What to do.
Please go through the listing below and count the lines where the string "RemoteError" appears. Answer with the number only.

Records for the exercise.

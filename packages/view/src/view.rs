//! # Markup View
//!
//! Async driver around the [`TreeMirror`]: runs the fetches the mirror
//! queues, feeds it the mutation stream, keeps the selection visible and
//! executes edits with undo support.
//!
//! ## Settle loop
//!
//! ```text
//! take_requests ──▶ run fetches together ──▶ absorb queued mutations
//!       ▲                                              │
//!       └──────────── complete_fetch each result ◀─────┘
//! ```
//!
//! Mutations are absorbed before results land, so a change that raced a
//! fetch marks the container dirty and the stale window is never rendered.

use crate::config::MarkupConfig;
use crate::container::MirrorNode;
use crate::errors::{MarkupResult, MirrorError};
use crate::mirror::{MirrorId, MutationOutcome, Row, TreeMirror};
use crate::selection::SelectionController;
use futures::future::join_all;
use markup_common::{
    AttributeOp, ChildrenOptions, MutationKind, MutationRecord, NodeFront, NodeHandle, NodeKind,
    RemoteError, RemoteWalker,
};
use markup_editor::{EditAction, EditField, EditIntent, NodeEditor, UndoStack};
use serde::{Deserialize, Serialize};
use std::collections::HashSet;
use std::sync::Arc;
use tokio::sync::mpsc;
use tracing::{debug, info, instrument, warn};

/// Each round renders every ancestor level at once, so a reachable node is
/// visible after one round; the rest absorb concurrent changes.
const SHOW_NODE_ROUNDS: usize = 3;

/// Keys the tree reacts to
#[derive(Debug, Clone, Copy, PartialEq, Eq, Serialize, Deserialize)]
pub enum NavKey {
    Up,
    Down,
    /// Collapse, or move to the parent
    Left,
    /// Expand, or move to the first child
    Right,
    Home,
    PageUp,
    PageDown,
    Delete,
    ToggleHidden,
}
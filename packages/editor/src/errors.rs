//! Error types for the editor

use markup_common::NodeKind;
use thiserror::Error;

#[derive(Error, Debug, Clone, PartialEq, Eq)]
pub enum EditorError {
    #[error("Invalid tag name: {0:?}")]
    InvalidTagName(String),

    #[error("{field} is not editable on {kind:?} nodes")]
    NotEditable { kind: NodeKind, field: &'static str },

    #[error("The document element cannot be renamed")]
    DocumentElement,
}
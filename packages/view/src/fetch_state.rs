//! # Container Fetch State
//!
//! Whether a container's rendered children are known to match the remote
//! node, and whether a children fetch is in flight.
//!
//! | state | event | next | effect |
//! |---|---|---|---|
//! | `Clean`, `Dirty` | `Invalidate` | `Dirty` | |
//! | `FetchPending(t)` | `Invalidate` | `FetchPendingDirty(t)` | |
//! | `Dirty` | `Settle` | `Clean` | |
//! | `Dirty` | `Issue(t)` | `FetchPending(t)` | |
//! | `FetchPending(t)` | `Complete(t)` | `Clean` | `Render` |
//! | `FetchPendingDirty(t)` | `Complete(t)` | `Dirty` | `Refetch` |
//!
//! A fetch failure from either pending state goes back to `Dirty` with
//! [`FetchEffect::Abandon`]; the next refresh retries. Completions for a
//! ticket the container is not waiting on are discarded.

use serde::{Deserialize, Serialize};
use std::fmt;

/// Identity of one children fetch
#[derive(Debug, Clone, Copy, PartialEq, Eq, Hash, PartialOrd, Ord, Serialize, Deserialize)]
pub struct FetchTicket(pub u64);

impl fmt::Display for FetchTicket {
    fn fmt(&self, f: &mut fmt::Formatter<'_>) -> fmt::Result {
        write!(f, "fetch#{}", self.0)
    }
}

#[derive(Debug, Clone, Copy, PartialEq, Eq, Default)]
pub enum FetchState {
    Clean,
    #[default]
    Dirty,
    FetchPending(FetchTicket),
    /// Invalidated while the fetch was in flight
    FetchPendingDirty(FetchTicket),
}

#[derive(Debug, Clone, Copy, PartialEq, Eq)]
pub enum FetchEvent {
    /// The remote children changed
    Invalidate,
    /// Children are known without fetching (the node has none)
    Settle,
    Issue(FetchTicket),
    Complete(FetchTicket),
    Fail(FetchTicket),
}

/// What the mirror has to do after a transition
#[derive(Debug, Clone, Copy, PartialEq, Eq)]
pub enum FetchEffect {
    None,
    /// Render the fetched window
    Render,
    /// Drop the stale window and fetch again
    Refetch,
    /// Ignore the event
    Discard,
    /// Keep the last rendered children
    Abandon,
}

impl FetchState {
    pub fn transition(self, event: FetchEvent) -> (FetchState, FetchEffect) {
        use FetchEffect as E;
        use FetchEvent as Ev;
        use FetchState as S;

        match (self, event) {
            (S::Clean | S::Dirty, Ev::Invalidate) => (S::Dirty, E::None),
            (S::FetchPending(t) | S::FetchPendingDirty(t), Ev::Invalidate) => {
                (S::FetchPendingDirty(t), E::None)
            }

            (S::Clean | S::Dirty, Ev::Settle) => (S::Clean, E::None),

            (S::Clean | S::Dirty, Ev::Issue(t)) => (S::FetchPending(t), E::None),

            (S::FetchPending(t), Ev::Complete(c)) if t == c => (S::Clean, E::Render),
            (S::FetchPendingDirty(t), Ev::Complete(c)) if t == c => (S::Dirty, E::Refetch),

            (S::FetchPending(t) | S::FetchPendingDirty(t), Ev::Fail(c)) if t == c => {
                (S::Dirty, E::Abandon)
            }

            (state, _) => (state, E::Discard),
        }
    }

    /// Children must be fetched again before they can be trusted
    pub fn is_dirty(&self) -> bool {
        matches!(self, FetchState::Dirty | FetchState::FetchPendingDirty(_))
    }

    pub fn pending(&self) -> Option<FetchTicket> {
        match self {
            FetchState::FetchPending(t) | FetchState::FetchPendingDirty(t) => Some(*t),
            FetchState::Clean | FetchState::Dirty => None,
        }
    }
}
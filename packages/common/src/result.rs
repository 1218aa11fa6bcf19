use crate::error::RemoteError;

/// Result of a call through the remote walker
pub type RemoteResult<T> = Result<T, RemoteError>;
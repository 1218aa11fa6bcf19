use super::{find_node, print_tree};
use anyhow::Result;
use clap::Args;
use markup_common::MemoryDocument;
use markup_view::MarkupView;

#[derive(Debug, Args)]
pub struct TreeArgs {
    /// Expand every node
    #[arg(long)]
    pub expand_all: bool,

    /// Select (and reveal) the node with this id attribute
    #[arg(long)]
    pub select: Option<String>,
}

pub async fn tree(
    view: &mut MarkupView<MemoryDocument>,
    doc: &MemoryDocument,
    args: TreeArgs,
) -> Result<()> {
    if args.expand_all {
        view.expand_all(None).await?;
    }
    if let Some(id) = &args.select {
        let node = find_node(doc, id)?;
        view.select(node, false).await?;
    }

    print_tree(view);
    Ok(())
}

Exercise result.
3